Winfried Leiprecht: Kliniken sind große Arbeitgeber. Die Oberschwabenklinik beschäftigt rund 3.000 Menschen. Es geht nach innen um eine Atmosphäre, in der sich Beschäftigte persönlich wohl und geschätzt fühlen. Es geht nach außen – vor dem Hintergrund des herrschenden Fachkräftemangels – auch um die Attraktivität als ein Arbeitgeber, zu dem die Menschen gerne und bedenkenlos kommen.
Das sind die Vorteile der Diversität, aber es gibt auch Herausforderungen. Wo sehen Sie diese für Ihr Krankenhaus?
Winfried Leiprecht: Personalauswahl und Personalentwicklung müssen den Geboten der Chancengleichheit, der Gerechtigkeit und der Vorurteilsfreiheit entsprechen. Das ist der Anspruch an Prozesse im Unternehmen. Der andere Anspruch betrifft das Zusammenleben. Diskriminierung geschieht vielfach im Kleinen, im Stillen. Mit Vorgängen auf der großen Bühne kann man sich gesellschaftlich auseinandersetzen. Alltagsdiskriminierung dagegen bleibt oft unbemerkt und geschieht sehr oft sogar unbewusst. Hier gilt es, im betrieblichen Alltag ständig zu sensibilisieren.
Was können Krankenhäuser tun, um Diversität zu fördern?

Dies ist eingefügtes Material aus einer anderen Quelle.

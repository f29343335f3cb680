//! Sort routine generation.
//!
//! `Generator` drives classification, emission and finalization. The safe
//! entry points take borrowed slices; the raw ones take addresses and leave
//! the layout contract to the caller.

use log::debug;

use crate::classify::{BUCKET_COUNT, Layout, SizeFn, classify};
use crate::config::GenerateConfig;
use crate::error::{GenerateError, GenerateResult};
use crate::jit::ImageBuilder;
use crate::routine::{EntryPoint, SortRoutine};

/// Fixed-width element types whose every byte is initialized.
///
/// # Safety
/// Implementors must have no padding bytes.
pub unsafe trait PlainBytes: Copy {}

unsafe impl PlainBytes for u8 {}
unsafe impl PlainBytes for i8 {}
unsafe impl PlainBytes for u16 {}
unsafe impl PlainBytes for i16 {}
unsafe impl PlainBytes for u32 {}
unsafe impl PlainBytes for i32 {}
unsafe impl PlainBytes for u64 {}
unsafe impl PlainBytes for i64 {}
unsafe impl PlainBytes for usize {}
unsafe impl PlainBytes for isize {}
unsafe impl<const N: usize> PlainBytes for [u8; N] {}

/// Generates sort routines with a fixed configuration.
#[derive(Debug, Clone, Default)]
pub struct Generator {
    config: GenerateConfig,
}

impl Generator {
    pub fn new(config: GenerateConfig) -> Self {
        Self { config }
    }

    pub fn config(&self) -> &GenerateConfig {
        &self.config
    }

    /// Generate a routine that sorts `items` by their byte key.
    pub fn sort_slice<'a, T: PlainBytes>(&self, items: &'a [T]) -> GenerateResult<SortRoutine<'a>> {
        // SAFETY: the slice is borrowed for 'a and every byte is initialized.
        unsafe {
            self.generate_raw(
                items.as_ptr() as *const u8,
                std::mem::size_of::<T>(),
                items.len(),
                None,
            )
        }
    }

    /// Generate a routine over `bytes` split into `element_size`-byte
    /// elements. A trailing partial element is ignored.
    pub fn sort_fixed<'a>(
        &self,
        bytes: &'a [u8],
        element_size: usize,
    ) -> GenerateResult<SortRoutine<'a>> {
        let count = bytes.len().checked_div(element_size).unwrap_or(0);
        // SAFETY: `count * element_size` never exceeds the borrowed slice.
        unsafe { self.generate_raw(bytes.as_ptr(), element_size, count, None) }
    }

    /// Generate a routine over variable-length records packed back to back
    /// in `bytes`. `sizing` sees the bytes from a record's start to the end
    /// of the slice and returns the record length, or zero to stop. A length
    /// running past the end of the slice also stops the walk. `limit` caps the
    /// number of records.
    pub fn sort_packed<'a, F>(
        &self,
        bytes: &'a [u8],
        limit: Option<usize>,
        sizing: F,
    ) -> GenerateResult<SortRoutine<'a>>
    where
        F: Fn(&[u8]) -> usize,
    {
        let base = bytes.as_ptr();
        let bounded = |addr: *const u8| {
            let offset = (addr as usize).wrapping_sub(base as usize);
            let Some(rest) = bytes.get(offset..) else {
                return 0;
            };
            if rest.is_empty() {
                return 0;
            }
            let len = sizing(rest);
            if len > rest.len() { 0 } else { len }
        };
        // SAFETY: `bounded` never reports a record that leaves the slice.
        unsafe { self.generate_raw(base, 0, limit.unwrap_or(0), Some(&bounded)) }
    }

    /// Generate a routine from raw generation arguments.
    ///
    /// # Safety
    /// `base` must address a sequence laid out as the arguments describe
    /// (see `Layout::resolve`), readable for every element the layout and
    /// `sizing` yield, and it must stay valid and unchanged for the returned
    /// routine's lifetime `'a`, which the caller chooses.
    pub unsafe fn generate_raw<'a>(
        &self,
        base: *const u8,
        element_size: usize,
        element_count: usize,
        sizing: Option<SizeFn<'_>>,
    ) -> GenerateResult<SortRoutine<'a>> {
        if base.is_null() {
            return Err(GenerateError::InvalidInput {
                reason: "null base address",
            });
        }
        let layout = Layout::resolve(element_size, element_count, sizing).ok_or(
            GenerateError::InvalidInput {
                reason: "need a non-zero element size and count, or a sizing function",
            },
        )?;
        ensure_supported_target()?;

        debug!("classifying {:?} sequence at {:p}", layout, base);
        let classification = unsafe { classify(base, layout, self.config.key_mode) };
        if classification.dropped() > 0 {
            debug!(
                "{} of {} elements have keys outside 0..{} and are left out",
                classification.dropped(),
                classification.elements().len(),
                BUCKET_COUNT
            );
        }

        let image = ImageBuilder::new(&self.config).build(&classification)?;
        Ok(SortRoutine::new(image, self.config.primitives.free_fn()))
    }
}

fn ensure_supported_target() -> GenerateResult<()> {
    if cfg!(target_arch = "x86_64") {
        Ok(())
    } else {
        Err(GenerateError::UnsupportedTarget {
            arch: std::env::consts::ARCH,
        })
    }
}

/// Generate a routine with the default configuration and leak its region.
///
/// Returns `None` for invalid input or when no code region can be mapped.
/// The output of each call must be released with `libc::free`.
///
/// # Safety
/// Same contract as `Generator::generate_raw`, with the source and the libc
/// primitives required to outlive every call of the returned entry point.
pub unsafe fn generate(
    base: *const u8,
    element_size: usize,
    element_count: usize,
    sizing: Option<SizeFn<'_>>,
) -> Option<EntryPoint> {
    let generator = Generator::default();
    match unsafe { generator.generate_raw(base, element_size, element_count, sizing) } {
        Ok(routine) => Some(routine.leak()),
        Err(e) => {
            debug!("generation failed: {}", e);
            None
        }
    }
}

/// Generate a routine for `items` with the default configuration.
pub fn sort_slice<T: PlainBytes>(items: &[T]) -> GenerateResult<SortRoutine<'_>> {
    Generator::default().sort_slice(items)
}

Winfried Leiprecht: Statistisch messbar ist Diversität nur bedingt. In der Oberschwabenklinik arbeiten rund 100 Beschäftigte mit einer Schwerbehinderung. Etwa 200 Beschäftigte aus über einem Dutzend Herkunftsländer haben einen ausländischen Pass. Viele hundert weitere Beschäftigte dürften aus Familien mit Migrationshintergrund kommen. Das sind erkennbare Gruppen, für die sich durch Beratungsangebote Hürden beiseite räumen lassen. Anlaufstellen oder Beauftragte für Gleichstellung oder für Fälle von Diskriminierung oder sexueller Belästigung zeigen über die Hilfe in Einzelfällen hinaus, dass sich ein Unternehmen aktiv um diese Themen kümmert. Eine Unterschrift unter einer Charta alleine reicht nicht. Diversität muss verinnerlicht sein. Ein förderliches Klima im betrieblichen Alltag ist Grundlage für alles.
Das ist eine große Aufgabe für die Kliniken. Schauen wir mal auf das größere Bild – was muss generell im Gesundheitswesen in Sachen Vielfalt passieren, damit es für alle besser wird?
Winfried Leiprecht: Dass etwas für alle besser wird, ist ein immenser Anspruch. Formulieren wir es etwas bescheidener. Es darf keine Ausgrenzungen mehr geben, nicht versteckt und schon gar nicht offen.